Combien vaut un mètre carré au Maroc ? Selon qu’on se réfère aux données notariales, à un portail d’annonces ou à l’administration fiscale, la réponse change du tout au tout, parfois du simple au double. Ce n’est pas un accident statistique, c’est le symptôme d’un secteur resté sans boussole commune, où chaque acteur mesure midi à sa porte.
Le fisc, juge et partie ?
L’instrument le plus proche d’un référentiel officiel reste celui de la Direction Générale des Impôts (DGI), construit avec l’ANCFCC, la FNPI, Bank Al-Maghrib et l’Ordre des Notaires. Il découpe les grandes villes en centaines de zones, jusqu’à la rue près à Casablanca, et affiche un prix moyen actualisé chaque année à partir des actes de vente enregistrés.

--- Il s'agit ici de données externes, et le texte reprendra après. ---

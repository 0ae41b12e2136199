//! Pipeline driver: extraction, per-claim verification, consensus and logging.

use std::sync::Arc;

use futures::future::join_all;
use parking_lot::Mutex;
use tandem_config::{TandemConfig, VerificationConfig};
use tandem_core::{LogEntry, MetricClaim, VerificationResult, VerificationSummary};
use tandem_oracle::{ChatCompletionsClient, GuardedGateway, OracleGateway};

use crate::consensus;
use crate::error::VerifyError;
use crate::extraction::ExtractionAgent;
use crate::verification::VerificationAgent;

/// One page submitted to [`VerificationOrchestrator::extract_and_verify_pages`].
#[derive(Debug, Clone)]
pub struct PageInput {
    pub page_number: u32,
    pub text: String,
    pub industry: String,
}

impl PageInput {
    #[must_use]
    pub fn new(page_number: u32, text: impl Into<String>, industry: impl Into<String>) -> Self {
        Self {
            page_number,
            text: text.into(),
            industry: industry.into(),
        }
    }
}

/// Owns both agents and the append-only verification log.
///
/// Both agents share one [`GuardedGateway`], so every oracle query, across
/// pages and claims, counts against `max_concurrent_queries` and is cut off
/// at its agent's timeout. The log lock is never held across an oracle query.
pub struct VerificationOrchestrator<G> {
    extractor: ExtractionAgent<GuardedGateway<G>>,
    verifier: VerificationAgent<GuardedGateway<G>>,
    log: Mutex<Vec<LogEntry>>,
}

impl<G: OracleGateway> VerificationOrchestrator<G> {
    #[must_use]
    pub fn new(gateway: G, settings: &VerificationConfig) -> Self {
        let gateway = Arc::new(GuardedGateway::new(gateway, settings.max_concurrent_queries));
        Self {
            extractor: ExtractionAgent::new(
                Arc::clone(&gateway),
                settings.extractor_agent_id.clone(),
                settings.extraction_timeout(),
            ),
            verifier: VerificationAgent::new(
                gateway,
                settings.verifier_agent_id.clone(),
                settings.verification_timeout(),
                settings.verifier_text_chars,
            ),
            log: Mutex::new(Vec::new()),
        }
    }

    #[must_use]
    pub const fn extractor(&self) -> &ExtractionAgent<GuardedGateway<G>> {
        &self.extractor
    }

    #[must_use]
    pub const fn verifier(&self) -> &VerificationAgent<GuardedGateway<G>> {
        &self.verifier
    }

    /// Extract claims from one page and verify each of them.
    ///
    /// Results come back in extraction order, one per claim. Every result
    /// is also appended to the verification log.
    pub async fn extract_and_verify(
        &self,
        text: &str,
        page_number: u32,
        industry: &str,
    ) -> Vec<VerificationResult> {
        tracing::info!(page = page_number, industry, "starting dual-agent verification");

        let claims = self.extractor.extract(text, page_number, industry).await;
        if claims.is_empty() {
            tracing::info!(page = page_number, "no claims extracted");
            return Vec::new();
        }
        tracing::info!(page = page_number, claims = claims.len(), "verifying extracted claims");

        let results = join_all(claims.into_iter().map(|claim| self.verify_claim(claim, text))).await;

        let verified = results.iter().filter(|r| r.is_verified()).count();
        tracing::info!(
            page = page_number,
            verified,
            total = results.len(),
            "page verification finished"
        );
        results
    }

    /// Run [`Self::extract_and_verify`] over several pages concurrently.
    ///
    /// The outer vector follows the order of `pages`.
    pub async fn extract_and_verify_pages(&self, pages: &[PageInput]) -> Vec<Vec<VerificationResult>> {
        join_all(
            pages
                .iter()
                .map(|page| self.extract_and_verify(&page.text, page.page_number, &page.industry)),
        )
        .await
    }

    async fn verify_claim(&self, claim: MetricClaim, text: &str) -> VerificationResult {
        let verification = self.verifier.verify(&claim, text).await;
        let result = consensus::resolve(claim, verification);

        tracing::info!(
            page = result.page_number(),
            metric = %result.metric_name(),
            status = %result.status,
            confidence = result.confidence_score,
            "claim resolved"
        );
        self.log.lock().push(LogEntry::from_result(&result));
        result
    }

    /// Snapshot of every logged outcome, in completion order.
    #[must_use]
    pub fn verification_log(&self) -> Vec<LogEntry> {
        self.log.lock().clone()
    }

    #[must_use]
    pub fn verification_summary(&self) -> VerificationSummary {
        VerificationSummary::from_entries(&self.log.lock())
    }
}

impl VerificationOrchestrator<ChatCompletionsClient> {
    /// Build a production orchestrator from loaded configuration.
    ///
    /// # Errors
    ///
    /// Returns [`VerifyError::Config`] if the oracle endpoint is missing or
    /// verification settings are invalid, and [`VerifyError::Oracle`] if the
    /// HTTP client cannot be built.
    pub fn from_config(config: &TandemConfig) -> Result<Self, VerifyError> {
        config.verification.validate()?;
        let oracle = config.require_oracle()?;
        let client = ChatCompletionsClient::new(oracle.clone())?;
        Ok(Self::new(client, &config.verification))
    }
}
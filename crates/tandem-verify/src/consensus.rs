//! Reconciles an extraction claim with its verification claim.
//!
//! Pure and deterministic: no I/O, no hidden state. Outcomes:
//! - no verification → `uncertain`, original value at half confidence
//! - agreement > 0.95 and both confidences > 0.7 → `verified`
//! - agreement < 0.8, or confident quotes that barely overlap → `disputed`
//! - anything else → `uncertain` with a confidence-weighted consensus
//!
//! `rejected` is never produced here.

use std::collections::HashSet;

use tandem_core::{Evidence, MetricClaim, VerificationResult, VerificationStatus};

/// Agreement above which two strongly evidenced claims count as verified.
pub const VERIFIED_AGREEMENT: f64 = 0.95;
/// Agreement below which the claims are disputed.
pub const DISPUTED_AGREEMENT: f64 = 0.8;
/// Both confidences must exceed this for the evidence to be strong.
pub const STRONG_CONFIDENCE: f64 = 0.7;
/// Both confidences must exceed this for a quote mismatch to be a conflict.
pub const CONFLICT_CONFIDENCE: f64 = 0.8;
/// Quotes sharing more than this many tokens overlap.
pub const OVERLAP_MIN_SHARED: usize = 3;
/// Confident quotes sharing fewer than this many tokens conflict.
pub const CONFLICT_MAX_SHARED: usize = 2;
/// Multiplier applied to both weights when quotes overlap.
pub const OVERLAP_BOOST: f64 = 1.2;

const UNVERIFIED_PENALTY: f64 = 0.5;
const DISPUTED_CONFIDENCE: f64 = 0.3;
const MODERATE_CONFIDENCE: f64 = 0.6;

/// Symmetric similarity of two values in `[0, 1]`.
///
/// Both zero → 1, exactly one zero → 0, otherwise
/// `min(|a|, |b|) / max(|a|, |b|)`.
#[must_use]
pub fn value_agreement(a: f64, b: f64) -> f64 {
    match (a == 0.0, b == 0.0) {
        (true, true) => 1.0,
        (true, false) | (false, true) => 0.0,
        (false, false) => {
            let (a, b) = (a.abs(), b.abs());
            a.min(b) / a.max(b)
        }
    }
}

/// Qualitative comparison of two claims' provenance.
#[derive(Debug, Clone, Copy, PartialEq, Eq)]
pub struct EvidenceStrength {
    /// Both confidences exceed [`STRONG_CONFIDENCE`].
    pub both_strong: bool,
    /// The quotes share more than [`OVERLAP_MIN_SHARED`] tokens.
    pub source_overlap: bool,
    /// Both agents are confident yet quote different text.
    pub conflict: bool,
    /// Distinct whitespace-delimited tokens the quotes have in common.
    pub shared_tokens: usize,
}

impl EvidenceStrength {
    #[must_use]
    pub fn assess(original: &Evidence, verification: &Evidence) -> Self {
        let shared_tokens = shared_token_count(&original.source_quote, &verification.source_quote);
        Self {
            both_strong: original.confidence > STRONG_CONFIDENCE
                && verification.confidence > STRONG_CONFIDENCE,
            source_overlap: shared_tokens > OVERLAP_MIN_SHARED,
            conflict: original.confidence > CONFLICT_CONFIDENCE
                && verification.confidence > CONFLICT_CONFIDENCE
                && shared_tokens < CONFLICT_MAX_SHARED,
            shared_tokens,
        }
    }
}

/// Number of distinct whitespace-delimited tokens present in both quotes.
#[must_use]
pub fn shared_token_count(a: &str, b: &str) -> usize {
    let left: HashSet<&str> = a.split_whitespace().collect();
    let right: HashSet<&str> = b.split_whitespace().collect();
    left.intersection(&right).count()
}

/// Confidence-weighted mean of the two values.
///
/// Overlapping quotes scale both weights by [`OVERLAP_BOOST`]; with two zero
/// weights the plain mean is used.
#[must_use]
pub fn weighted_consensus(
    original: &MetricClaim,
    verification: &MetricClaim,
    strength: &EvidenceStrength,
) -> f64 {
    let boost = if strength.source_overlap { OVERLAP_BOOST } else { 1.0 };
    let w1 = original.evidence.confidence * boost;
    let w2 = verification.evidence.confidence * boost;

    let total = w1 + w2;
    if total == 0.0 {
        return f64::midpoint(original.value, verification.value);
    }
    original.value.mul_add(w1, verification.value * w2) / total
}

/// Reconcile `original` with the verifier's claim, if any.
#[must_use]
pub fn resolve(original: MetricClaim, verification: Option<MetricClaim>) -> VerificationResult {
    let Some(verification) = verification else {
        return VerificationResult {
            consensus_value: Some(original.value),
            confidence_score: original.evidence.confidence * UNVERIFIED_PENALTY,
            status: VerificationStatus::Uncertain,
            conflict_analysis: "Verification failed".to_string(),
            resolution_reasoning: "No independent verification was available; using the original claim at reduced confidence".to_string(),
            original_claim: original,
            verification_claim: None,
        };
    };

    let agreement = value_agreement(original.value, verification.value);
    let strength = EvidenceStrength::assess(&original.evidence, &verification.evidence);

    if agreement > VERIFIED_AGREEMENT && strength.both_strong {
        return VerificationResult {
            consensus_value: Some(original.value),
            confidence_score: original.evidence.confidence.min(verification.evidence.confidence),
            status: VerificationStatus::Verified,
            conflict_analysis: format!(
                "Strong agreement between agents (value agreement {:.2}%, {} shared quote tokens)",
                agreement * 100.0,
                strength.shared_tokens
            ),
            resolution_reasoning: "Both agents found consistent, confident evidence".to_string(),
            original_claim: original,
            verification_claim: Some(verification),
        };
    }

    if agreement < DISPUTED_AGREEMENT || strength.conflict {
        let conflict = if strength.conflict {
            "evidence conflict detected"
        } else {
            "no evidence conflict detected"
        };
        return VerificationResult {
            consensus_value: None,
            confidence_score: DISPUTED_CONFIDENCE,
            status: VerificationStatus::Disputed,
            conflict_analysis: format!("Value agreement: {:.2}%, {conflict}", agreement * 100.0),
            resolution_reasoning: "Significant disagreement between agents; manual review required"
                .to_string(),
            original_claim: original,
            verification_claim: Some(verification),
        };
    }

    let consensus = weighted_consensus(&original, &verification, &strength);
    VerificationResult {
        consensus_value: Some(consensus),
        confidence_score: MODERATE_CONFIDENCE,
        status: VerificationStatus::Uncertain,
        conflict_analysis: format!(
            "Moderate agreement with some uncertainty (value agreement {:.2}%)",
            agreement * 100.0
        ),
        resolution_reasoning: "Using the confidence-weighted consensus of both agents".to_string(),
        original_claim: original,
        verification_claim: Some(verification),
    }
}
//! A single agent's assertion about one metric.

use schemars::JsonSchema;
use serde::{Deserialize, Serialize};

use crate::evidence::Evidence;

/// `extraction_method` tag of claims produced by the extraction agent.
pub const LLM_EVIDENCE_EXTRACTION: &str = "llm_evidence_extraction";

/// `extraction_method` tag of claims produced by the verification agent.
pub const VERIFICATION_CHECK: &str = "verification_check";

/// One agent's claim about a metric value, bound to its evidence.
///
/// Claims are never edited after creation; a later stage builds a new claim.
#[derive(Debug, Clone, PartialEq, Serialize, Deserialize, JsonSchema)]
pub struct MetricClaim {
    pub metric_name: String,
    pub value: f64,
    pub unit: String,
    /// Period label as written by the agent (e.g. `FY2024`), not computed.
    pub period: String,
    pub evidence: Evidence,
    /// Which agent/technique produced the claim.
    pub extraction_method: String,
    pub agent_id: String,
}
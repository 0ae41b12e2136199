//! Provenance attached to a single metric claim.

use schemars::JsonSchema;
use serde::{Deserialize, Serialize};

use crate::errors::CoreError;

/// Textual evidence fields must be longer than this many characters
/// (after trimming) to count as substantive.
pub const MIN_EVIDENCE_TEXT_LEN: usize = 10;

/// Structured evidence backing one [`MetricClaim`](crate::MetricClaim).
///
/// Extraction output is always built through [`Evidence::validated`], so a
/// claim produced by the extraction agent carries a verbatim quote, a
/// confidence in `[0, 1]`, and a non-trivial reasoning. Evidence produced by
/// the verification agent is taken as the oracle returned it and may be weak;
/// the consensus engine scores it accordingly.
#[derive(Debug, Clone, PartialEq, Serialize, Deserialize, JsonSchema)]
pub struct Evidence {
    /// Exact text copied from the document.
    pub source_quote: String,
    /// One-based page the quote was found on.
    pub page_number: u32,
    /// The agent's own confidence, `0.0..=1.0`.
    pub confidence: f64,
    /// Why the agent believes the value is correct.
    pub reasoning: String,
    /// Assumptions made while interpreting the quote. Verification evidence
    /// carries its conflict points here.
    #[serde(default)]
    pub assumptions: Vec<String>,
    /// Surrounding text, possibly empty.
    #[serde(default)]
    pub context_window: String,
}

impl Evidence {
    /// Build evidence, enforcing the provenance invariants.
    ///
    /// # Errors
    ///
    /// Returns [`CoreError::InvalidEvidence`] if the quote or reasoning is not
    /// substantive, the confidence is not a finite value in `[0, 1]`, or the
    /// page number is zero.
    pub fn validated(
        source_quote: impl Into<String>,
        page_number: u32,
        confidence: f64,
        reasoning: impl Into<String>,
        assumptions: Vec<String>,
        context_window: impl Into<String>,
    ) -> Result<Self, CoreError> {
        let evidence = Self {
            source_quote: source_quote.into(),
            page_number,
            confidence,
            reasoning: reasoning.into(),
            assumptions,
            context_window: context_window.into(),
        };
        evidence.check()?;
        Ok(evidence)
    }

    /// Check the provenance invariants on an existing value.
    ///
    /// # Errors
    ///
    /// See [`Evidence::validated`].
    pub fn check(&self) -> Result<(), CoreError> {
        require_substantive("source_quote", &self.source_quote)?;
        require_substantive("reasoning", &self.reasoning)?;
        if !self.confidence.is_finite() || !(0.0..=1.0).contains(&self.confidence) {
            return Err(CoreError::InvalidEvidence {
                field: "confidence",
                reason: format!("{} is outside [0, 1]", self.confidence),
            });
        }
        if self.page_number == 0 {
            return Err(CoreError::InvalidEvidence {
                field: "page_number",
                reason: "page numbers start at 1".to_string(),
            });
        }
        Ok(())
    }
}

/// Whether `text` is long enough to count as evidence.
#[must_use]
pub fn is_substantive(text: &str) -> bool {
    text.trim().chars().count() > MIN_EVIDENCE_TEXT_LEN
}

fn require_substantive(field: &'static str, text: &str) -> Result<(), CoreError> {
    if is_substantive(text) {
        Ok(())
    } else {
        Err(CoreError::InvalidEvidence {
            field,
            reason: format!("must be longer than {MIN_EVIDENCE_TEXT_LEN} characters"),
        })
    }
}
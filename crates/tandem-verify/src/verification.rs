//! Adversarial re-derivation of extraction claims.

use std::sync::Arc;
use std::time::Duration;

use tandem_core::MetricClaim;
use tandem_oracle::{ContextHint, OracleGateway, OracleRequest};

use crate::candidate::VerificationCandidate;
use crate::prompts::verification_prompt;

/// Challenges a claim with a second, independent oracle query.
pub struct VerificationAgent<G> {
    gateway: Arc<G>,
    agent_id: String,
    timeout: Duration,
    max_text_chars: usize,
}

impl<G: OracleGateway> VerificationAgent<G> {
    #[must_use]
    pub fn new(
        gateway: Arc<G>,
        agent_id: impl Into<String>,
        timeout: Duration,
        max_text_chars: usize,
    ) -> Self {
        Self {
            gateway,
            agent_id: agent_id.into(),
            timeout,
            max_text_chars,
        }
    }

    #[must_use]
    pub fn agent_id(&self) -> &str {
        &self.agent_id
    }

    /// Independently re-derive `claim` from the page it came from.
    ///
    /// The first record carrying a value is used. Returns `None` when the
    /// oracle fails or gives nothing with a value.
    pub async fn verify(&self, claim: &MetricClaim, full_text: &str) -> Option<MetricClaim> {
        let page = claim.evidence.page_number;
        if claim.agent_id == self.agent_id {
            tracing::warn!(
                page,
                metric = %claim.metric_name,
                agent_id = %self.agent_id,
                "refusing to verify a claim produced under the verifier's own id"
            );
            return None;
        }

        let request = OracleRequest {
            prompt: verification_prompt(claim, full_text, self.max_text_chars),
            text: full_text.to_string(),
            page_number: page,
            context: ContextHint::Verification,
            timeout: self.timeout,
        };

        let records = match self.gateway.query(&request).await {
            Ok(records) => records,
            Err(error) => {
                tracing::warn!(page, metric = %claim.metric_name, %error, "verification query failed");
                return None;
            }
        };

        let candidate = records
            .iter()
            .filter_map(|record| {
                record
                    .decode::<VerificationCandidate>()
                    .inspect_err(|error| {
                        tracing::debug!(page, metric = %claim.metric_name, %error, "undecodable verification record");
                    })
                    .ok()
            })
            .find(|candidate| candidate.your_value.is_some())?;
        if let Some(hint) = candidate.status_hint() {
            tracing::debug!(page, metric = %claim.metric_name, %hint, "verifier status hint");
        }

        candidate.into_claim(claim, &self.agent_id)
    }
}
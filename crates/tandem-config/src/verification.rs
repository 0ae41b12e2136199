//! Dual-agent verification settings.

use std::time::Duration;

use serde::{Deserialize, Serialize};

use crate::error::ConfigError;

const fn default_extraction_timeout_secs() -> u64 {
    120
}

const fn default_verification_timeout_secs() -> u64 {
    90
}

/// Default bound on in-flight oracle queries.
const fn default_max_concurrent_queries() -> usize {
    4
}

/// Default number of page-text characters embedded in the verification prompt.
const fn default_verifier_text_chars() -> usize {
    8000
}

fn default_extractor_agent_id() -> String {
    String::from("extractor_v1")
}

fn default_verifier_agent_id() -> String {
    String::from("verifier_v1")
}

#[derive(Debug, Clone, Deserialize, Serialize)]
pub struct VerificationConfig {
    #[serde(default = "default_extraction_timeout_secs")]
    pub extraction_timeout_secs: u64,

    #[serde(default = "default_verification_timeout_secs")]
    pub verification_timeout_secs: u64,

    /// Maximum oracle queries in flight at once, across pages and claims.
    #[serde(default = "default_max_concurrent_queries")]
    pub max_concurrent_queries: usize,

    #[serde(default = "default_verifier_text_chars")]
    pub verifier_text_chars: usize,

    #[serde(default = "default_extractor_agent_id")]
    pub extractor_agent_id: String,

    #[serde(default = "default_verifier_agent_id")]
    pub verifier_agent_id: String,
}

impl Default for VerificationConfig {
    fn default() -> Self {
        Self {
            extraction_timeout_secs: default_extraction_timeout_secs(),
            verification_timeout_secs: default_verification_timeout_secs(),
            max_concurrent_queries: default_max_concurrent_queries(),
            verifier_text_chars: default_verifier_text_chars(),
            extractor_agent_id: default_extractor_agent_id(),
            verifier_agent_id: default_verifier_agent_id(),
        }
    }
}

impl VerificationConfig {
    #[must_use]
    pub const fn extraction_timeout(&self) -> Duration {
        Duration::from_secs(self.extraction_timeout_secs)
    }

    #[must_use]
    pub const fn verification_timeout(&self) -> Duration {
        Duration::from_secs(self.verification_timeout_secs)
    }

    /// Reject settings the pipeline cannot run with.
    ///
    /// # Errors
    ///
    /// Returns [`ConfigError::InvalidValue`] for a zero concurrency bound, a
    /// zero timeout, or identical agent ids.
    pub fn validate(&self) -> Result<(), ConfigError> {
        if self.max_concurrent_queries == 0 {
            return Err(invalid("verification.max_concurrent_queries", "must be at least 1"));
        }
        if self.extraction_timeout_secs == 0 {
            return Err(invalid("verification.extraction_timeout_secs", "must be positive"));
        }
        if self.verification_timeout_secs == 0 {
            return Err(invalid("verification.verification_timeout_secs", "must be positive"));
        }
        if self.extractor_agent_id == self.verifier_agent_id {
            return Err(invalid(
                "verification.verifier_agent_id",
                "must differ from extractor_agent_id",
            ));
        }
        Ok(())
    }
}

const fn invalid(field: &'static str, reason: &'static str) -> ConfigError {
    ConfigError::InvalidValue { field, reason }
}

#[cfg(test)]
mod tests {
    use super::*;

    #[test]
    fn defaults_are_valid() {
        let config = VerificationConfig::default();
        assert!(config.validate().is_ok());
        assert_eq!(config.extraction_timeout(), Duration::from_secs(120));
        assert_eq!(config.verification_timeout(), Duration::from_secs(90));
        assert_eq!(config.verifier_text_chars, 8000);
    }

    #[test]
    fn zero_concurrency_rejected() {
        let config = VerificationConfig {
            max_concurrent_queries: 0,
            ..Default::default()
        };
        let err = config.validate().unwrap_err();
        assert!(matches!(err, ConfigError::InvalidValue { field: "verification.max_concurrent_queries", .. }));
    }

    #[test]
    fn shared_agent_id_rejected() {
        let config = VerificationConfig {
            verifier_agent_id: "extractor_v1".into(),
            ..Default::default()
        };
        assert!(config.validate().is_err());
    }

    #[test]
    fn zero_timeout_rejected() {
        let config = VerificationConfig {
            verification_timeout_secs: 0,
            ..Default::default()
        };
        assert!(config.validate().is_err());
    }
}
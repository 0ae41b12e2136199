//! Concurrency bound and timeout enforcement around any gateway.

use std::sync::Arc;

use tokio::sync::Semaphore;

use crate::error::OracleError;
use crate::record::OracleRecord;
use crate::{OracleGateway, OracleRequest};

/// Wraps a gateway so that at most `max_in_flight` queries run at once and
/// each query is cut off at its request timeout.
///
/// The permit is held only while the wrapped query runs.
pub struct GuardedGateway<G> {
    inner: G,
    permits: Arc<Semaphore>,
}

impl<G> GuardedGateway<G> {
    /// A bound of zero is treated as one.
    #[must_use]
    pub fn new(inner: G, max_in_flight: usize) -> Self {
        Self {
            inner,
            permits: Arc::new(Semaphore::new(max_in_flight.max(1))),
        }
    }

    /// Permits currently free.
    #[must_use]
    pub fn available(&self) -> usize {
        self.permits.available_permits()
    }

    #[must_use]
    pub const fn inner(&self) -> &G {
        &self.inner
    }
}

impl<G: OracleGateway> OracleGateway for GuardedGateway<G> {
    async fn query(&self, request: &OracleRequest) -> Result<Vec<OracleRecord>, OracleError> {
        let Ok(_permit) = self.permits.acquire().await else {
            return Err(OracleError::Malformed("gateway permits closed".to_string()));
        };
        match tokio::time::timeout(request.timeout, self.inner.query(request)).await {
            Ok(result) => result,
            Err(_) => Err(OracleError::Timeout(request.timeout)),
        }
    }
}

Le problème, c’est sa vocation d’origine : calculer l’impôt sur les profits fonciers, pas informer le grand public. La DGI le dit elle-même : ces prix ne sont pas une évaluation de marché et ne sont opposables qu’au fisc. Un outil taillé pour la taxation, habillé en référentiel de prix. Certains acteurs du secteur pointent un autre problème : des prix affichés bien au-dessus de ce qui se transige réellement, plutôt pensés pour sécuriser l’assiette fiscale face au noir que pour refléter le marché.